The Guidelines [1] aim to clarify the roles and responsibilities of social media providers and 'targeters' with regard to the processing of personal data for the purposes of targeting social media users.
Many users will be aware of the targeting of adverts on social media platforms and how personal data is used beyond individuals’ reasonable expectations. This can result in a lack of transparency, control and can influence the behaviour and choices of individuals. The Guidelines outline how 'Targeting services make it possible […] to communicate specific messages to the users of social media in order to advance commercial, political, or other interests'. The targeting of social media users involves not just the act of 'selecting' the individuals or groups of individuals that are the intended recipients of a particular message (the ‘target audience’), but involves an entire process carried out by a set of stakeholders which results in the delivery of specific messages to individuals with social media accounts. The ICO’s investigation into Cambridge Analytica was one example of such issues involving targeting users on social media platforms.

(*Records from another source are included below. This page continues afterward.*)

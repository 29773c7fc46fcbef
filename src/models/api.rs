// Status API request/response payloads
use serde::{Deserialize, Serialize};

use super::queue_item::{ItemStatus, QueueItem};

#[derive(Debug, Clone, Default, Serialize, Deserialize)]
pub struct EnqueueRequest {
    #[serde(alias = "urls", alias = "files")]
    pub sources: Vec<String>,
    #[serde(default)]
    pub folder: Option<String>,
    #[serde(default)]
    pub stem_mode: Option<String>,
}

#[derive(Debug, Clone, Serialize, Deserialize)]
pub struct AddedItems {
    pub added: Vec<QueueItem>,
}

#[derive(Debug, Clone, Serialize, Deserialize)]
pub struct QueueSnapshot {
    pub running: bool,
    pub items: Vec<QueueItem>,
}

#[derive(Debug, Clone, Copy, Serialize, Deserialize, PartialEq, Eq)]
pub struct ConcurrencyInfo {
    pub active: usize,
    pub max: usize,
}

#[derive(Debug, Clone, Serialize, Deserialize)]
pub struct ConcurrencyResponse {
    pub active: usize,
    pub max: usize,
    pub server_max: usize,
}

#[derive(Debug, Clone, Deserialize)]
pub struct ConcurrencyRequest {
    pub max: i64,
}

#[derive(Debug, Clone, Copy, Serialize, Deserialize, Default, PartialEq, Eq)]
pub struct StatusCounts {
    pub queued: usize,
    pub running: usize,
    pub done: usize,
    pub error: usize,
    pub canceled: usize,
}

impl StatusCounts {
    pub fn from_items<'a>(items: impl IntoIterator<Item = &'a QueueItem>) -> Self {
        let mut counts = Self::default();
        for item in items {
            counts.add(item.status);
        }
        counts
    }

    pub fn add(&mut self, status: ItemStatus) {
        match status {
            ItemStatus::Queued => self.queued += 1,
            ItemStatus::Running => self.running += 1,
            ItemStatus::Done => self.done += 1,
            ItemStatus::Error => self.error += 1,
            ItemStatus::Canceled => self.canceled += 1,
        }
    }

    pub fn total(&self) -> usize {
        self.queued + self.running + self.done + self.error + self.canceled
    }
}

#[derive(Debug, Clone, Serialize, Deserialize)]
pub struct ProgressResponse {
    pub progress: f64,
    pub counts: StatusCounts,
    pub concurrency: ConcurrencyInfo,
}

#[derive(Debug, Clone, Serialize, Deserialize)]
pub struct StopResponse {
    pub stopping: bool,
    pub canceled: usize,
}

#[derive(Debug, Clone, Serialize, Deserialize)]
pub struct ClearResponse {
    pub cleared: usize,
}

#[derive(Debug, Clone, Serialize, Deserialize)]
pub struct StartResponse {
    pub started: bool,
}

What are the risks posed by social media targeting?
Targeting of social media users may involve uses of personal data that go against or beyond those individuals’ reasonable expectations and thereby infringes applicable data protection legislation.
Risks include:
- Undermining users’ ability to exercise control over personal data: social media platforms combine personal data from third-party sources with data disclosed by users of their platform, resulting in personal data being used beyond the initial purpose and in ways the individual could not reasonably anticipate.

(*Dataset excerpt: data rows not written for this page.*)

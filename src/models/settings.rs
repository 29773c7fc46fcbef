// Settings data models
use serde::{Deserialize, Serialize};

pub const DEFAULT_CONCURRENCY: usize = 4;
pub const DEFAULT_DOWNLOAD_WEIGHT: f64 = 0.30;
pub const DEFAULT_DEMUCS_MODEL: &str = "htdemucs";
pub const SIX_STEM_MODEL: &str = "htdemucs_6s";
pub const DEMUCS_MODELS: &[&str] = &["htdemucs", "htdemucs_ft", "htdemucs_6s", "mdx_extra"];

#[derive(Debug, Clone, Copy, Serialize, Deserialize, PartialEq, Eq, Hash, Default)]
pub enum StemMode {
    #[serde(rename = "2")]
    Two,
    #[default]
    #[serde(rename = "4")]
    Four,
    #[serde(rename = "6")]
    Six,
}

impl StemMode {
    pub fn parse(value: &str) -> Option<Self> {
        match value.trim() {
            "2" => Some(StemMode::Two),
            "4" => Some(StemMode::Four),
            "6" => Some(StemMode::Six),
            _ => None,
        }
    }

    pub fn as_str(self) -> &'static str {
        match self {
            StemMode::Two => "2",
            StemMode::Four => "4",
            StemMode::Six => "6",
        }
    }

    /// Stems the separation engine is expected to produce
    pub fn stems(self) -> &'static [&'static str] {
        match self {
            StemMode::Two => &["vocals", "no_vocals"],
            StemMode::Four => &["vocals", "drums", "bass", "other"],
            StemMode::Six => &["vocals", "drums", "bass", "guitar", "piano", "other"],
        }
    }

    /// Output folder for a stem; 2-stem output is vocals + instrumental
    pub fn stem_dir(self, stem: &str) -> String {
        match self {
            StemMode::Two if stem == "vocals" => "vocals".to_string(),
            StemMode::Two => "instrumental".to_string(),
            _ => stem.to_string(),
        }
    }
}

#[derive(Debug, Clone, Copy, Serialize, Deserialize, PartialEq, Eq, Default)]
#[serde(rename_all = "snake_case")]
pub enum QualityPreset {
    #[default]
    Normal,
    High,
}

impl QualityPreset {
    /// (shifts, overlap) passed to the separation engine
    pub fn shifts_overlap(self) -> (u32, f64) {
        match self {
            QualityPreset::Normal => (0, 0.25),
            QualityPreset::High => (2, 0.5),
        }
    }
}

#[derive(Debug, Clone, Serialize, Deserialize, PartialEq)]
#[serde(default)]
pub struct Settings {
    pub output_dir: String,
    pub default_folder: String,
    pub max_concurrency: usize,
    pub demucs_model: String,
    pub stem_mode: StemMode,
    pub quality_preset: QualityPreset,
    /// Phase-1 weight in the blended progress; phase 2 gets the rest
    pub download_weight: f64,
    pub auto_start: bool,
    pub python_path: Option<String>,
    pub workers_dir: Option<String>,
}

impl Default for Settings {
    fn default() -> Self {
        Self {
            output_dir: String::new(),
            default_folder: String::new(),
            max_concurrency: DEFAULT_CONCURRENCY,
            demucs_model: DEFAULT_DEMUCS_MODEL.to_string(),
            stem_mode: StemMode::default(),
            quality_preset: QualityPreset::default(),
            download_weight: DEFAULT_DOWNLOAD_WEIGHT,
            auto_start: true,
            python_path: None,
            workers_dir: None,
        }
    }
}

/// Partial update accepted by POST /api/config
#[derive(Debug, Clone, Default, Serialize, Deserialize)]
#[serde(default)]
pub struct SettingsUpdate {
    pub output_dir: Option<String>,
    pub default_folder: Option<String>,
    pub demucs_model: Option<String>,
    pub stem_mode: Option<String>,
    pub quality_preset: Option<QualityPreset>,
    pub download_weight: Option<f64>,
    pub auto_start: Option<bool>,
}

- Discrimination and exclusion: targeting of social media users may involve criteria that, directly or indirectly, have discriminatory effects relating to an individual’s racial or ethnic origin, health status or sexual orientation, or other protected qualities of the individual concerned. For example, the use of such criteria in the context of advertising related to job offers, housing or credit (loans, mortgages) may reduce the visibility of opportunities to persons within certain groups of individuals.
- Possible manipulation of users: targeting is used to influence behaviour and choices of individuals – such as purchasing decisions as consumers or even political decisions. An analysis of content shared through social media can reveal information about the emotional state of an individual and when that individual is expected to be more receptive and therefore influenced in thought process and behaviour.
- Children: targeting can influence the shaping of children’s personal preferences and interests, which in turn affects their autonomy.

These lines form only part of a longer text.